Изменить стиль страницы

Напротив окна, вдоль стенной перегородки с дверным в ней прорезом, аккуратно застеленная серым солдатским одеялом железная койка. Окрестил ее учитель «солдатской», а такую же койку в соседней комнате, на которой Павлуша спит, «больничной» зовет. Белье из-под одеяла торчит свежее, хоть и латаное. Стирает его учитель сам. Лукерье доверяет только мелкое: рубашки, нижнее, носовые платки.

Алексей Алексеевич достал из ящика стола остро заточенные ножницы, которыми сам себя, глядя в зеркало, подстригал раз в месяц (теперь к этой заботе прибавились и Павлушины вихры), прошелся ножницами по краю конверта, предварительно определив на свет, в каком углу конверта содержимое, дабы не резать «по живому», то есть по тексту письма, извлек послание. Вспомнив дурацкую болтовню Таракановой о «Белой сирени» и «Лесном ландыше», не удержался, понюхал бумажку. Действительно, чем-то таким парфюмерным малость отдавало… Хмыкнул озорно, как Павлуша. «Ох уж эти женские штучки».

И тут опять, но уже другие слова Княжны в голове возникли: про Олю Груздеву… Куда могла пропасть девушка? Хотя опять же — леса вокруг шумят дикие, запущенные и огромные, от здешнего Заволжья так туда и тянутся, к Уралу, зеленым сплошняком. А после лихих военных времен народ в лесу какой только не шляется. Почтовую сумку на дереве обнаружили… Вот тебе и Оля — деловая, угрюмая, непременно на геолога учиться хотела. Да не отпускал председатель. Сережа Груздев о ней всегда с гордостью говорил, словно о брате старшем. Она ведь его и вынянчила. А затем, когда на холодных, мокрых полях телом окрепла, не раз выручала братишку, идя на его обидчиков врукопашную. И вот… нету ее теперь. Неужели не убереглась? А с матерью, с семьей что теперь будет? Оля-то главной была добытчицей. Захиреют, поди, без такой кормилицы. И в колхозе, и почтальонкой успевала. Беда… Подкинуть им деньжат необходимо. К Автоному сходить, посоветоваться на их счет. А председатель-то незлопамятный мужичок: баночку не отменил, отпускает молочко…

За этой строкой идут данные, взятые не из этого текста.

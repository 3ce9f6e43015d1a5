mod config;
pub mod database;
pub mod migrations;

pub use config::{BlockingConfig, Config, EnforcementConfig, ExtensionConfig, ServerConfig};
pub use database::Database;

use std::path::PathBuf;

use crate::error::{ConfigError, Result};

/// Returns `~/.config/mindfulblock[-dev]/` based on MINDFULBLOCK_ENV.
///
/// Set MINDFULBLOCK_ENV=dev to use the development data directory.
///
/// # Errors
/// Returns an error if creating the directory fails.
pub fn data_dir() -> Result<PathBuf> {
    let base_dir = dirs::home_dir()
        .unwrap_or_else(|| PathBuf::from("."))
        .join(".config");

    let env = std::env::var("MINDFULBLOCK_ENV").unwrap_or_else(|_| "production".to_string());

    let dir = if env == "dev" {
        base_dir.join("mindfulblock-dev")
    } else {
        base_dir.join("mindfulblock")
    };

    std::fs::create_dir_all(&dir)
        .map_err(|e| ConfigError::NoDataDir(format!("{}: {e}", dir.display())))?;
    Ok(dir)
}
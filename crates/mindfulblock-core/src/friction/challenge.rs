//! One proof-of-intent challenge for one blocked navigation.

use chrono::{DateTime, Duration, Utc};
use rand::Rng;
use serde::{Deserialize, Serialize};

use super::math::MathProblem;
use crate::language::Language;
use crate::rules::BlockMode;

/// Countdown length for `friction_wait`.
pub const WAIT_SECS: i64 = 15;

#[derive(Debug, Clone, PartialEq, Eq, Serialize, Deserialize)]
#[serde(tag = "kind", rename_all = "snake_case")]
pub enum ChallengeKind {
    /// No way through.
    Hard,
    Math { problem: MathProblem },
    Wait { unlock_at: DateTime<Utc> },
    Typing { phrase: String },
}

impl ChallengeKind {
    pub fn new<R: Rng>(mode: BlockMode, language: Language, now: DateTime<Utc>, rng: &mut R) -> Self {
        match mode {
            BlockMode::Hard => ChallengeKind::Hard,
            BlockMode::FrictionMath => ChallengeKind::Math {
                problem: MathProblem::generate(rng),
            },
            BlockMode::FrictionWait => ChallengeKind::Wait {
                unlock_at: now + Duration::seconds(WAIT_SECS),
            },
            BlockMode::FrictionTyping => ChallengeKind::Typing {
                phrase: language.typing_phrase().to_string(),
            },
        }
    }
}

/// Result of one submission.
#[derive(Debug, Clone, Copy, PartialEq, Eq, Serialize, Deserialize)]
#[serde(tag = "outcome", rename_all = "snake_case")]
pub enum Attempt {
    Passed,
    /// Wrong; clear the input and let the user try again.
    Rejected { attempts: u32 },
    /// Countdown still running; the unlock action stays disabled.
    NotYet { remaining_ms: i64 },
    /// Hard block, nothing to submit.
    Unavailable,
    /// Passed on an earlier submit; nothing changes.
    AlreadyPassed,
}

#[derive(Debug, Clone, PartialEq, Eq, Serialize, Deserialize)]
pub struct Challenge {
    pub hostname: String,
    /// Where to go once passed.
    pub target_url: String,
    pub mode: BlockMode,
    pub language: Language,
    pub kind: ChallengeKind,
    pub started_at: DateTime<Utc>,
    pub failed_attempts: u32,
    pub passed: bool,
}

impl Challenge {
    /// Text to show the user.
    pub fn prompt(&self) -> String {
        match (&self.kind, self.language) {
            (ChallengeKind::Hard, Language::Vi) => "Trang web này bị chặn hoàn toàn.".to_string(),
            (ChallengeKind::Hard, Language::En) => "This site is blocked with no override.".to_string(),
            (ChallengeKind::Math { problem }, _) => problem.to_string(),
            (ChallengeKind::Wait { .. }, Language::Vi) => {
                format!("Hít thở sâu... chờ {WAIT_SECS} giây.")
            }
            (ChallengeKind::Wait { .. }, Language::En) => {
                format!("Take a deep breath... wait {WAIT_SECS}s.")
            }
            (ChallengeKind::Typing { phrase }, _) => phrase.clone(),
        }
    }

    /// Whether the unlock action is enabled right now.
    pub fn can_submit(&self, now: DateTime<Utc>) -> bool {
        match &self.kind {
            ChallengeKind::Hard => false,
            _ if self.passed => false,
            ChallengeKind::Wait { unlock_at } => now >= *unlock_at,
            _ => true,
        }
    }

    /// Countdown remaining for wait challenges, 0 otherwise.
    pub fn remaining_wait_ms(&self, now: DateTime<Utc>) -> i64 {
        match &self.kind {
            ChallengeKind::Wait { unlock_at } => (*unlock_at - now).num_milliseconds().max(0),
            _ => 0,
        }
    }

    /// Check an answer. Wait challenges ignore `answer`: one click after
    /// the countdown is enough.
    pub fn submit(&mut self, answer: &str, now: DateTime<Utc>) -> Attempt {
        if self.passed {
            return Attempt::AlreadyPassed;
        }
        let correct = match &self.kind {
            ChallengeKind::Hard => return Attempt::Unavailable,
            ChallengeKind::Wait { .. } => {
                let remaining_ms = self.remaining_wait_ms(now);
                if remaining_ms > 0 {
                    return Attempt::NotYet { remaining_ms };
                }
                true
            }
            ChallengeKind::Math { problem } => problem.check(answer),
            ChallengeKind::Typing { phrase } => answer.trim().to_lowercase() == phrase.to_lowercase(),
        };

        if correct {
            self.passed = true;
            Attempt::Passed
        } else {
            self.failed_attempts += 1;
            Attempt::Rejected {
                attempts: self.failed_attempts,
            }
        }
    }
}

Алексей Алексеевич развернул наконец листки, углубился в чтение. Начал он без всякого волнения читать, потому как легкомысленный аромат мешал сосредоточиться. И вдруг понял, ощутил внезапно, что письмо — серьезное. Что в нем живые, хоть и печальные, слова. И вот чудеса — ей-богу! — ум прослеживается. В таком запашистом письме — и такой чистый, как ключевая вода, ум.

«Вы даже представить себе не можете, — писала Евдокия, — как далеко я от всего, что меня окружает. Я насквозь проросла этот домик свой, стены эти трухлявые, и городок наш вялый, тихий и, что скрывать, любимый. Любимый, но сонный, скучный. Еще недавно пыталась я заговаривать с людьми. Не о тряпках и ресторанных посиделках — о любви, добре, неуспокоенности, о музыке, книгах… Элементарные поиски истины. Одной с ума сойти недолго. И что же? На меня смотрели злобно, как на выскочку, или жалели: жениха нет — вот и скулит…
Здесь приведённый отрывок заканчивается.